Судьба де Сада и его творчество заставляют задумываться о том, можно ли существовать в обществе, не жертвуя своей индивидуальностью. Ведь социум стремится к тотальному досмотру за личностью. Он старается вмешаться в интимный мир человека, навязать ему конкретные образцы поведения. В этом контексте чувственные отклонения от усредненной, общезначимой нормы, скажем садистские поползновения, выглядят, как желание индивидуальности спасти себя от диктата извне.
Известная французская писательница Симона де Бовуар в статье, посвященной де Саду, отмечает: «Почему имя маркиза де Сада заслуживает нашего интереса? Даже его поклонники с готовностью признают, что произведения его по большей части нечитабельны. Что касается его философии, то она не банальна только в силу непоследовательности автора. А что до его грехов, то они не так уж оригинальны: в учебниках психиатрии описано множество не менее интересных случаев. Дело в том, что де Сад заслуживает внимания не как писатель и не как сексуальный извращенец, а по причине обоснованной им самим взаимосвязи этих двух сторон своей личности. Его отклонения от нормы приобретают ценность, когда он разрабатывает сложную систему их оправдания. Де Сад старался представить свою психофизиологическую природу как результат этического выбора».
Маркиз не изобрел садизм, он лишь показал нам в его естественном состоянии. Мы знаем теперь благодаря де Саду, что любовь и ненависть глубоко сплетены, неразделимы в человеческой психике. Оказывается, можно получать огромное наслаждение не только от соучастности сексуального партнера, но и от жестокого обладания им. Причиняя страдания, можно, как выясняется, испытывать прилив неизъяснимого блаженства. Но это еще не все. Жертва не просто несчастная, ждущая сочувствия, она способна тоже получать удовольствие от тех терзаний, которые выпали на ее долю. В садизме присутствует своя философия, хотя она и непоследовательна в описании автором, ни только погружаясь в этот мир (садизма), изучая его «закоулки» человек видит и понимает, что хотел сказать де Сад.
Карен Хорни из книги «Наши внутренние конфликты» : «Простое нанесение обиды другим людям само по себе не является показателем наличия садистской наклонности. Человек может участвовать в борьбе личного или общего характера, в ходе которой он вынужден причинять боль не только своим противникам, но также и своим союзникам. Враждебность по отношению к другим людям может быть просто ответной. Человек может чувствовать обиду или испуг и хотеть нанести сильный ответный удар, который хотя объективно и не пропорционален вызвавшей его причине, но субъективно вполне ей соответствует. Однако на этот счет легко обмануться: слишком часто говорят о справедливой ответной реакции, когда на самом деле действует садистская наклонность.

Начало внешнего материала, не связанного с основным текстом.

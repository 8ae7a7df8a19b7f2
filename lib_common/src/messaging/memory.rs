//! # In-Memory Broker
//!
//! A process-local [`BrokerTransport`] with the same delivery rules as the
//! Redis Streams transport: every subscription of a topic gets its own copy
//! of each message, a pulled message is leased until acknowledged or until
//! its ack deadline passes, and an expired lease is delivered again.
//!
//! It also records what happened to it, which is what the integration tests
//! assert on.

use std::collections::{HashMap, VecDeque};
use std::sync::atomic::{AtomicUsize, Ordering};
use std::sync::{Mutex, MutexGuard};
use std::time::Duration;

use async_trait::async_trait;
use tokio::time::Instant;

use super::message::{Message, ReceivedMessage};
use super::transport::{BrokerTransport, ResourceKind, TransportError};

#[derive(Debug, Clone)]
struct Entry {
    id: String,
    message: Message,
    deliveries: u32,
}

#[derive(Debug)]
struct Lease {
    entry: Entry,
    expires: Instant,
}

#[derive(Debug, Default)]
struct SubscriptionState {
    topic: String,
    backlog: VecDeque<Entry>,
    leased: HashMap<String, Lease>,
}

#[derive(Debug, Default)]
struct State {
    topics: HashMap<String, Vec<String>>,
    subscriptions: HashMap<String, SubscriptionState>,
    next_id: u64,
    acknowledged: Vec<String>,
}

/// Decrements the in-flight publish gauge on every exit path.
struct InFlight<'a>(&'a AtomicUsize);

impl Drop for InFlight<'_> {
    fn drop(&mut self) {
        self.0.fetch_sub(1, Ordering::SeqCst);
    }
}

#[derive(Debug)]
pub struct MemoryBroker {
    state: Mutex<State>,
    ack_deadline: Duration,
    publish_latency: Option<Duration>,
    topic_creations: AtomicUsize,
    subscription_creations: AtomicUsize,
    publish_calls: AtomicUsize,
    publishes_in_flight: AtomicUsize,
    peak_publishes_in_flight: AtomicUsize,
}

impl Default for MemoryBroker {
    fn default() -> Self {
        Self::new()
    }
}

impl MemoryBroker {
    pub fn new() -> Self {
        Self {
            state: Mutex::new(State::default()),
            ack_deadline: Duration::from_secs(10),
            publish_latency: None,
            topic_creations: AtomicUsize::new(0),
            subscription_creations: AtomicUsize::new(0),
            publish_calls: AtomicUsize::new(0),
            publishes_in_flight: AtomicUsize::new(0),
            peak_publishes_in_flight: AtomicUsize::new(0),
        }
    }

    pub fn with_ack_deadline(mut self, ack_deadline: Duration) -> Self {
        self.ack_deadline = ack_deadline;
        self
    }

    /// Makes every publish take at least `latency` before it is stored.
    pub fn with_publish_latency(mut self, latency: Duration) -> Self {
        self.publish_latency = Some(latency);
        self
    }

    pub fn topic_creations(&self) -> usize {
        self.topic_creations.load(Ordering::SeqCst)
    }

    pub fn subscription_creations(&self) -> usize {
        self.subscription_creations.load(Ordering::SeqCst)
    }

    /// Publish calls received, failed ones included.
    pub fn publish_calls(&self) -> usize {
        self.publish_calls.load(Ordering::SeqCst)
    }

    /// The largest number of publish calls that were ever in progress at once.
    pub fn max_concurrent_publishes(&self) -> usize {
        self.peak_publishes_in_flight.load(Ordering::SeqCst)
    }

    /// Message ids acknowledged so far, in acknowledgement order.
    pub fn acknowledged(&self) -> Vec<String> {
        self.lock().acknowledged.clone()
    }

    /// Messages of `subscription` that are queued or leased.
    pub fn unacknowledged(&self, subscription: &str) -> usize {
        self.lock()
            .subscriptions
            .get(subscription)
            .map_or(0, |s| s.backlog.len() + s.leased.len())
    }

    /// Removes a subscription as if it had been deleted by another process.
    pub fn delete_subscription(&self, subscription: &str) -> bool {
        let mut state = self.lock();
        let Some(removed) = state.subscriptions.remove(subscription) else {
            return false;
        };
        if let Some(subs) = state.topics.get_mut(&removed.topic) {
            subs.retain(|s| s != subscription);
        }
        true
    }

    fn lock(&self) -> MutexGuard<'_, State> {
        // A panic while holding the lock cannot leave the maps half-updated.
        self.state.lock().unwrap_or_else(|poisoned| poisoned.into_inner())
    }
}

#[async_trait]
impl BrokerTransport for MemoryBroker {
    async fn topic_exists(&self, topic: &str) -> Result<bool, TransportError> {
        Ok(self.lock().topics.contains_key(topic))
    }

    async fn create_topic(&self, topic: &str) -> Result<(), TransportError> {
        let mut state = self.lock();
        if state.topics.contains_key(topic) {
            return Err(TransportError::already_exists(ResourceKind::Topic, topic));
        }
        state.topics.insert(topic.to_string(), Vec::new());
        self.topic_creations.fetch_add(1, Ordering::SeqCst);
        Ok(())
    }

    async fn subscription_exists(&self, subscription: &str) -> Result<bool, TransportError> {
        Ok(self.lock().subscriptions.contains_key(subscription))
    }

    async fn create_subscription(&self, subscription: &str, topic: &str) -> Result<(), TransportError> {
        let mut state = self.lock();
        if state.subscriptions.contains_key(subscription) {
            return Err(TransportError::already_exists(ResourceKind::Subscription, subscription));
        }
        let Some(subs) = state.topics.get_mut(topic) else {
            return Err(TransportError::not_found(ResourceKind::Topic, topic));
        };
        subs.push(subscription.to_string());
        state.subscriptions.insert(
            subscription.to_string(),
            SubscriptionState {
                topic: topic.to_string(),
                ..Default::default()
            },
        );
        self.subscription_creations.fetch_add(1, Ordering::SeqCst);
        Ok(())
    }

    async fn publish(&self, topic: &str, message: Message) -> Result<String, TransportError> {
        self.publish_calls.fetch_add(1, Ordering::SeqCst);
        let now_in_flight = self.publishes_in_flight.fetch_add(1, Ordering::SeqCst) + 1;
        let _in_flight = InFlight(&self.publishes_in_flight);
        self.peak_publishes_in_flight.fetch_max(now_in_flight, Ordering::SeqCst);

        if let Some(latency) = self.publish_latency {
            tokio::time::sleep(latency).await;
        }

        let mut state = self.lock();
        let Some(subs) = state.topics.get(topic).cloned() else {
            return Err(TransportError::not_found(ResourceKind::Topic, topic));
        };

        state.next_id += 1;
        let id = state.next_id.to_string();
        for sub in subs {
            if let Some(sub_state) = state.subscriptions.get_mut(&sub) {
                sub_state.backlog.push_back(Entry {
                    id: id.clone(),
                    message: message.clone(),
                    deliveries: 0,
                });
            }
        }
        Ok(id)
    }

    async fn pull(&self, subscription: &str, max_messages: usize) -> Result<Vec<ReceivedMessage>, TransportError> {
        let now = Instant::now();
        let ack_deadline = self.ack_deadline;
        let mut state = self.lock();
        let Some(sub) = state.subscriptions.get_mut(subscription) else {
            return Err(TransportError::not_found(ResourceKind::Subscription, subscription));
        };

        let mut expired: Vec<String> = sub
            .leased
            .iter()
            .filter(|(_, lease)| lease.expires <= now)
            .map(|(ack_id, _)| ack_id.clone())
            .collect();
        expired.sort();
        for ack_id in expired.into_iter().rev() {
            if let Some(lease) = sub.leased.remove(&ack_id) {
                sub.backlog.push_front(lease.entry);
            }
        }

        let mut delivered = Vec::new();
        while delivered.len() < max_messages {
            let Some(mut entry) = sub.backlog.pop_front() else {
                break;
            };
            entry.deliveries += 1;
            let ack_id = format!("{}/{}/{}", subscription, entry.id, entry.deliveries);
            delivered.push(ReceivedMessage {
                id: entry.id.clone(),
                ack_id: ack_id.clone(),
                message: entry.message.clone(),
                redelivered: entry.deliveries > 1,
            });
            sub.leased.insert(
                ack_id,
                Lease {
                    entry,
                    expires: now + ack_deadline,
                },
            );
        }
        Ok(delivered)
    }

    async fn acknowledge(&self, subscription: &str, ack_ids: &[String]) -> Result<(), TransportError> {
        let mut state = self.lock();
        let Some(sub) = state.subscriptions.get_mut(subscription) else {
            return Err(TransportError::not_found(ResourceKind::Subscription, subscription));
        };
        // Stale ack ids (from an expired lease) are ignored, as a broker would.
        let ids: Vec<String> = ack_ids
            .iter()
            .filter_map(|ack_id| sub.leased.remove(ack_id))
            .map(|lease| lease.entry.id)
            .collect();
        state.acknowledged.extend(ids);
        Ok(())
    }

    fn ack_deadline(&self) -> Option<Duration> {
        Some(self.ack_deadline)
    }

    async fn extend_leases(&self, subscription: &str, ack_ids: &[String]) -> Result<(), TransportError> {
        let expires = Instant::now() + self.ack_deadline;
        let mut state = self.lock();
        let Some(sub) = state.subscriptions.get_mut(subscription) else {
            return Err(TransportError::not_found(ResourceKind::Subscription, subscription));
        };
        for ack_id in ack_ids {
            if let Some(lease) = sub.leased.get_mut(ack_id) {
                lease.expires = expires;
            }
        }
        Ok(())
    }
}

Но трудность в разграничении одного от другого не значит, что реактивной враждебности не существует. Наконец, имеются всякого рода тактики оскорбительного поведения у человека агрессивного типа, который считает, что он борется за выживание. Я бы не назвала все эти виды агрессивных действий садистскими: хотя из-за них могут пострадать другие люди, но нанесение им обиды или ущерба является здесь скорее неизбежным побочным продуктом, а не первичным намерением. Проще говоря, мы могли бы сказать, что, хотя те виды действий, на которые мы здесь ссылаемся, относятся к числу агрессивных или даже враждебных, они совершаются без дурного умысла. От самого факта причинения боли человек не получает ни сознательного, ни бессознательного удовлетворения.
По контрасту давайте рассмотрим некоторые типично садистские виды отношений. Лучше всего мы сможем увидеть их у лиц, которые не испытывают никаких внутренних запретов в выражении своих садистских наклонностей по отношению к другим людям независимо от того, осознают ли они эти свои наклонности или нет. Когда в дальнейшем я говорю о человеке садистского типа, я имею в виду человека, чье отношение к другим носит преимущественно садистский характер.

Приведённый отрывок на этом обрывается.